By: Louise Smith, barrister - Updated: 6 Oct 2016 | comments*Discuss
 
Cooling-off Period Contract Consumer

Q.

My partner and I recently purchased a broadband package from a well known provider over the phone in which we were led to believe that we had a 14 day period in which we could return all equipment and cancel without occuring a charge.

We were then were told this was wrong and if we cancelled we would occur a vast charge... then we realised that the payment scheme we agreed to had also changed and not what we had originally agreed to.

Is this a breach of contract and if so what can my partner and I do about it?

(P.S, 10 March 2009)

A.

When a contract for the purchase of goods or services is entered into between a business and a consumer over the telephone it will usually be governed by special distance-selling rules. These rules state that a consumer is allowed to change their mind and cancel the contract within a certain period without penalty.

Under the Consumer Protection (Distance Selling) Regulations consumers are entitled to 7 days to cancel most contracts entered into over the telephone.

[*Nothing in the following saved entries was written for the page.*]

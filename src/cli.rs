//! Command-line interface for bluey_tictactoe.

use bluey_tictactoe::Difficulty;
use clap::{Parser, Subcommand};
use std::path::PathBuf;

/// Bluey tic-tac-toe - best-of-five against the computer
#[derive(Parser, Debug)]
#[command(name = "bluey_tictactoe")]
#[command(about = "Play a tic-tac-toe tournament against the computer", long_about = None)]
#[command(version)]
pub struct Cli {
    /// Subcommand to run
    #[command(subcommand)]
    pub command: Command,
}

/// Available commands
#[derive(Subcommand, Debug)]
pub enum Command {
    /// Play a tournament in the terminal
    Play {
        /// Player name shown in the score and the export
        #[arg(short, long)]
        name: String,

        /// Computer strength: easy (Bluey Mode) or hard (Dad Mode)
        #[arg(short, long, default_value = "easy")]
        difficulty: Difficulty,

        /// Path to a tournament config file (TOML)
        #[arg(short, long)]
        config: Option<PathBuf>,

        /// Override the session time limit, in seconds
        #[arg(long)]
        time_limit: Option<u64>,

        /// Seed for the computer's random choices
        #[arg(long)]
        seed: Option<u64>,

        /// Write a TSV of the results into this directory when the tournament ends
        #[arg(long)]
        export_dir: Option<PathBuf>,
    },

    /// Print the default tournament config as TOML
    Config,
}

When the 7-day period starts varies depending on the type of contract.

If the contract is for the supply of services the cooling-off period starts when the contract is entered into. The supply of the services should not start sooner than 7 days from that point unless the consumer is warned that he may lose his right to cancel the contract if he agrees that the service may start sooner. To enforce their right to cancel an agreement within 7 days the consumer should notify the supplier in writing that they wish to do so. When the contract is for the supply of goods the cooling-off period usually starts when the goods are received.

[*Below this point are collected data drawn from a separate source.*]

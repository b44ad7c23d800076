//! Computer move selection.
//!
//! Two strengths are offered. [`Difficulty::Hard`] runs a fixed priority
//! cascade (win, block, center, corner, side). [`Difficulty::Easy`] only
//! sometimes takes a win or blocks a threat and otherwise plays anywhere,
//! which keeps games winnable for young players.
//!
//! All randomness flows through [`RandomSource`] so callers can inject a
//! seeded or scripted source.

use super::position::Position;
use super::rules::win::wins_at;
use super::types::{Board, CELL_COUNT, Mark};
use serde::{Deserialize, Serialize};
use tracing::{debug, instrument};

/// Probability that Easy mode looks for its own winning move.
pub const EASY_WIN_CHANCE: f64 = 0.3;

/// Probability that Easy mode looks for a player threat to block.
pub const EASY_BLOCK_CHANCE: f64 = 0.4;

/// Computer strength, fixed for a whole tournament.
#[derive(
    Debug,
    Clone,
    Copy,
    PartialEq,
    Eq,
    Hash,
    Default,
    Serialize,
    Deserialize,
    strum::Display,
    strum::EnumString,
    strum::EnumIter,
)]
#[serde(rename_all = "lowercase")]
#[strum(serialize_all = "lowercase", ascii_case_insensitive)]
pub enum Difficulty {
    /// Mostly random play with occasional wins and blocks.
    #[default]
    Easy,
    /// Deterministic heuristic play.
    Hard,
}

impl Difficulty {
    /// Returns the display label for this difficulty.
    pub fn label(self) -> &'static str {
        match self {
            Difficulty::Easy => "Bluey Mode",
            Difficulty::Hard => "Dad Mode",
        }
    }
}

/// Source of the random decisions made during move selection.
pub trait RandomSource {
    /// Bernoulli trial: true with probability `p`.
    fn chance(&mut self, p: f64) -> bool;

    /// Uniform index in `0..len`. Only called with `len > 0`.
    fn pick(&mut self, len: usize) -> usize;
}

/// Adapts any [`rand::Rng`] into a [`RandomSource`].
#[derive(Debug, Clone)]
pub struct RngSource<R>(pub R);

impl<R: rand::Rng> RandomSource for RngSource<R> {
    fn chance(&mut self, p: f64) -> bool {
        self.0.random_bool(p.clamp(0.0, 1.0))
    }

    fn pick(&mut self, len: usize) -> usize {
        self.0.random_range(0..len)
    }
}

/// Why the selector picked a cell.
#[derive(Debug, Clone, Copy, PartialEq, Eq, Hash, Serialize, Deserialize, strum::Display)]
pub enum MoveReason {
    /// Completes a computer line.
    Win,
    /// Stops a player line.
    Block,
    /// Took the free center.
    Center,
    /// Took a free corner.
    Corner,
    /// Took a free side.
    Side,
    /// Uniform pick among empty cells.
    Random,
}

/// A selected cell together with the rule that produced it.
#[derive(Debug, Clone, Copy, PartialEq, Eq, Serialize, Deserialize)]
pub struct MoveChoice {
    /// Board index (0-8).
    pub index: usize,
    /// Rule that chose it.
    pub reason: MoveReason,
}

impl MoveChoice {
    fn new(index: usize, reason: MoveReason) -> Self {
        Self { index, reason }
    }
}

/// The board has no empty cell to play.
#[derive(Debug, Clone, Copy, PartialEq, Eq, derive_more::Display)]
#[display("No legal move: the board is full")]
pub struct NoLegalMove;

impl std::error::Error for NoLegalMove {}

/// Picks the computer's next cell.
///
/// # Errors
///
/// [`NoLegalMove`] when the board is full.
#[instrument(skip(board, rng))]
pub fn select_computer_move(
    board: &Board,
    difficulty: Difficulty,
    rng: &mut dyn RandomSource,
) -> Result<usize, NoLegalMove> {
    choose(board, difficulty, rng).map(|choice| choice.index)
}

/// Picks the computer's next cell and reports which rule fired.
///
/// # Errors
///
/// [`NoLegalMove`] when the board is full.
#[instrument(skip(board, rng))]
pub fn choose(
    board: &Board,
    difficulty: Difficulty,
    rng: &mut dyn RandomSource,
) -> Result<MoveChoice, NoLegalMove> {
    if board.is_full() {
        return Err(NoLegalMove);
    }

    let choice = match difficulty {
        Difficulty::Hard => choose_hard(board, rng),
        Difficulty::Easy => choose_easy(board, rng),
    }
    .ok_or(NoLegalMove)?;

    debug!(index = choice.index, reason = %choice.reason, "Computer chose cell");
    Ok(choice)
}

fn choose_hard(board: &Board, rng: &mut dyn RandomSource) -> Option<MoveChoice> {
    if let Some(index) = first_winning_cell(board, Mark::Computer) {
        return Some(MoveChoice::new(index, MoveReason::Win));
    }
    if let Some(index) = first_winning_cell(board, Mark::Player) {
        return Some(MoveChoice::new(index, MoveReason::Block));
    }
    if board.is_empty(Position::Center.to_index()) {
        return Some(MoveChoice::new(
            Position::Center.to_index(),
            MoveReason::Center,
        ));
    }
    if let Some(pos) = pick_open(board, &Position::CORNERS, rng) {
        return Some(MoveChoice::new(pos.to_index(), MoveReason::Corner));
    }
    pick_open(board, &Position::SIDES, rng)
        .map(|pos| MoveChoice::new(pos.to_index(), MoveReason::Side))
}

fn choose_easy(board: &Board, rng: &mut dyn RandomSource) -> Option<MoveChoice> {
    if rng.chance(EASY_WIN_CHANCE)
        && let Some(index) = first_winning_cell(board, Mark::Computer)
    {
        return Some(MoveChoice::new(index, MoveReason::Win));
    }
    if rng.chance(EASY_BLOCK_CHANCE)
        && let Some(index) = first_winning_cell(board, Mark::Player)
    {
        return Some(MoveChoice::new(index, MoveReason::Block));
    }

    let open = board.empty_cells();
    if open.is_empty() {
        return None;
    }
    Some(MoveChoice::new(open[rng.pick(open.len())], MoveReason::Random))
}

/// Lowest empty index where `mark` would complete a line.
fn first_winning_cell(board: &Board, mark: Mark) -> Option<usize> {
    (0..CELL_COUNT).find(|&index| wins_at(board, index, mark))
}

fn pick_open(board: &Board, group: &[Position], rng: &mut dyn RandomSource) -> Option<Position> {
    let open = Position::open(board, group);
    if open.is_empty() {
        None
    } else {
        Some(open[rng.pick(open.len())])
    }
}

The cooling-off period does not apply in all cases. For example, a consumer is unlikely to be able to cancel a contract if it was for the purchase of food or other perishable goods or for items made to the consumer’s specifications.

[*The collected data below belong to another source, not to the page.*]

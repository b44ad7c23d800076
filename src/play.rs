//! Interactive terminal game loop.
//!
//! Reads cell choices from stdin, lets the computer answer after a short
//! thinking pause and polls the session clock once a second.

use anyhow::Result;
use bluey_tictactoe::{
    Difficulty, GameOutcome, Mark, Position, RngSource, SystemClock, TimerCheck, TournamentConfig,
    TournamentController, TournamentError, TournamentEvent, TournamentStatus, Turn, summary,
    write_results,
};
use chrono::Utc;
use rand::SeedableRng;
use rand::rngs::StdRng;
use std::path::PathBuf;
use std::time::Duration;
use tokio::io::{AsyncBufReadExt, BufReader};
use tokio::sync::mpsc;
use tokio::time::{MissedTickBehavior, interval, sleep};
use tracing::{debug, error, info, instrument};

/// Everything the game loop needs from the command line.
#[derive(Debug)]
pub struct PlayOptions {
    /// Player name.
    pub name: String,
    /// Computer strength.
    pub difficulty: Difficulty,
    /// Tournament parameters.
    pub config: TournamentConfig,
    /// Seed for reproducible computer play.
    pub seed: Option<u64>,
    /// Where to write the results file, if anywhere.
    pub export_dir: Option<PathBuf>,
}

/// What the player typed.
#[derive(Debug, Clone, Copy, PartialEq, Eq)]
enum Input {
    Cell(Position),
    NewGame,
    Quit,
    Help,
    Unknown,
}

impl Input {
    fn parse(line: &str) -> Self {
        match line.trim().to_ascii_lowercase().as_str() {
            "q" | "quit" | "exit" => Input::Quit,
            "n" | "new" => Input::NewGame,
            "h" | "help" | "?" => Input::Help,
            other => Position::parse_input(other).map_or(Input::Unknown, Input::Cell),
        }
    }
}

const HELP: &str = "Type 1-9 (or a name like \"center\" or \"top-left\") to place your X.\n\
                    n = restart this game, q = end the tournament.";

/// Plays one tournament to the end.
#[instrument(skip_all, fields(player = %options.name, difficulty = %options.difficulty))]
pub async fn run(options: PlayOptions) -> Result<()> {
    let rng = match options.seed {
        Some(seed) => StdRng::seed_from_u64(seed),
        None => StdRng::from_os_rng(),
    };
    let think_delay = options.config.computer_think_delay();
    let max_games = *options.config.games_per_tournament();

    let (tx, mut events) = mpsc::unbounded_channel();
    let mut controller =
        TournamentController::new(options.config, SystemClock, RngSource(rng)).with_events(tx);

    println!(
        "Tic-tac-toe: {} vs Computer ({})",
        options.name.trim(),
        options.difficulty.label()
    );
    println!("{HELP}");
    controller.start_tournament(&options.name, options.difficulty)?;

    let mut lines = BufReader::new(tokio::io::stdin()).lines();
    let mut ticker = interval(Duration::from_secs(1));
    ticker.set_missed_tick_behavior(MissedTickBehavior::Delay);
    let mut needs_prompt = true;

    loop {
        while let Ok(event) = events.try_recv() {
            show_event(&controller, event, max_games, options.export_dir.as_deref());
        }
        if !controller.is_active() {
            break;
        }

        if controller.game().turn() == Turn::Computer {
            println!("Computer is thinking...");
            sleep(think_delay).await;
            controller.play_computer_move()?;
            needs_prompt = true;
            continue;
        }

        if needs_prompt {
            if !controller.game().history().is_empty() {
                println!("{}\n", controller.game().board().display());
            }
            if let Some(remaining) = controller.remaining_time() {
                let secs = remaining.as_secs();
                println!("[{}:{:02} left] Your move:", secs / 60, secs % 60);
            }
            needs_prompt = false;
        }

        tokio::select! {
            _ = ticker.tick() => {
                if let Some(TimerCheck::Expired) = controller.tick() {
                    debug!("Session expired during player turn");
                }
            }
            line = lines.next_line() => {
                let Some(line) = line? else {
                    info!("Input closed, ending tournament");
                    controller.force_end_tournament()?;
                    continue;
                };
                needs_prompt = handle_input(&mut controller, &line)?;
            }
        }
    }

    Ok(())
}

/// Applies one line of input. Returns whether to show the prompt again.
fn handle_input(controller: &mut TournamentController, line: &str) -> Result<bool> {
    match Input::parse(line) {
        Input::Cell(position) => match controller.submit_player_move(position.to_index()) {
            Ok(_) => Ok(true),
            Err(TournamentError::Move(err)) => {
                println!("{err}. Try another square.");
                Ok(true)
            }
            Err(err) => Err(err.into()),
        },
        Input::NewGame => {
            controller.start_new_game()?;
            Ok(true)
        }
        Input::Quit => {
            controller.force_end_tournament()?;
            Ok(false)
        }
        Input::Help => {
            println!("{HELP}");
            Ok(true)
        }
        Input::Unknown => {
            println!("Didn't catch that. Type 1-9, n or q.");
            Ok(true)
        }
    }
}

fn show_event(
    controller: &TournamentController,
    event: TournamentEvent,
    max_games: u32,
    export_dir: Option<&std::path::Path>,
) {
    match event {
        TournamentEvent::GameStarted { game_number } => {
            println!("\n=== Game {game_number} of {max_games} ===");
            println!("{}\n", controller.game().board().display());
        }
        TournamentEvent::CellMarked {
            index,
            mark: Mark::Computer,
        } => {
            if let Some(position) = Position::from_index(index) {
                println!("Computer plays {}", position.label());
            }
        }
        TournamentEvent::CellMarked { .. } => {}
        TournamentEvent::GameEnded { outcome, board, .. } => {
            println!("{}\n", board.display());
            let name = controller
                .state()
                .map(|s| s.player_name().as_str())
                .unwrap_or("Player");
            match outcome {
                GameOutcome::PlayerWin(_) => println!("{name} wins this game!"),
                GameOutcome::ComputerWin(_) => println!("Computer wins this game!"),
                GameOutcome::Draw | GameOutcome::InProgress => println!("It's a draw!"),
            }
        }
        TournamentEvent::TournamentAdvanced(state) => {
            println!(
                "Score: {} {} - Computer {}",
                state.player_name(),
                state.player_wins(),
                state.computer_wins()
            );
        }
        TournamentEvent::TournamentEnded { state, reason, .. } => {
            let ended_at = match controller.status() {
                TournamentStatus::Ended { ended_at, .. } => ended_at,
                TournamentStatus::Idle | TournamentStatus::InProgress => Utc::now(),
            };
            println!("\n{}", summary(&state, reason, ended_at));
            if let Some(dir) = export_dir {
                match write_results(dir, &state, Utc::now()) {
                    Ok(path) => println!("Results saved to {}", path.display()),
                    Err(err) => {
                        error!(error = %err, "Export failed");
                        println!("Could not save results: {}", err.message);
                    }
                }
            }
        }
        TournamentEvent::TimeWarning { remaining } => {
            let minutes = remaining.as_secs().div_ceil(60);
            if minutes == 1 {
                println!("1 minute remaining!");
            } else {
                println!("{minutes} minutes remaining!");
            }
            debug!(remaining_secs = remaining.as_secs(), "Time warning shown");
        }
    }
}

In addition to the minimum legal cooling-off period, individual businesses may have their own terms and conditions which allow a longer period in which the consumer can cancel the contract. If a business does allow a longer cancellation period they may be entitled to charge for this. If, however, the charge is very high and / or disproportionate to the financial value of the contract itself it may be an unfair contract term.

As the 14 day period you mention is longer than the legal minimum you should check the written terms and conditions carefully to see what they say about any charge for cancelling. If you were specifically told that there was no charge you could rely on this as an unwritten term of the contract.

Your question raises a further issue about the nature of the agreement reached between you and the broadband provider. You say that the payment scheme is different to what you had agreed. If the difference is substantial you may be entitled to cancel the contract on this basis. In fact if you agreed to one set of terms and the supplier agreed to something else there was arguably never a binding contract. However, you may not be able to cancel on this basis if the difference is trivial and would not have made any difference as to whether or not you agreed to enter into the contract.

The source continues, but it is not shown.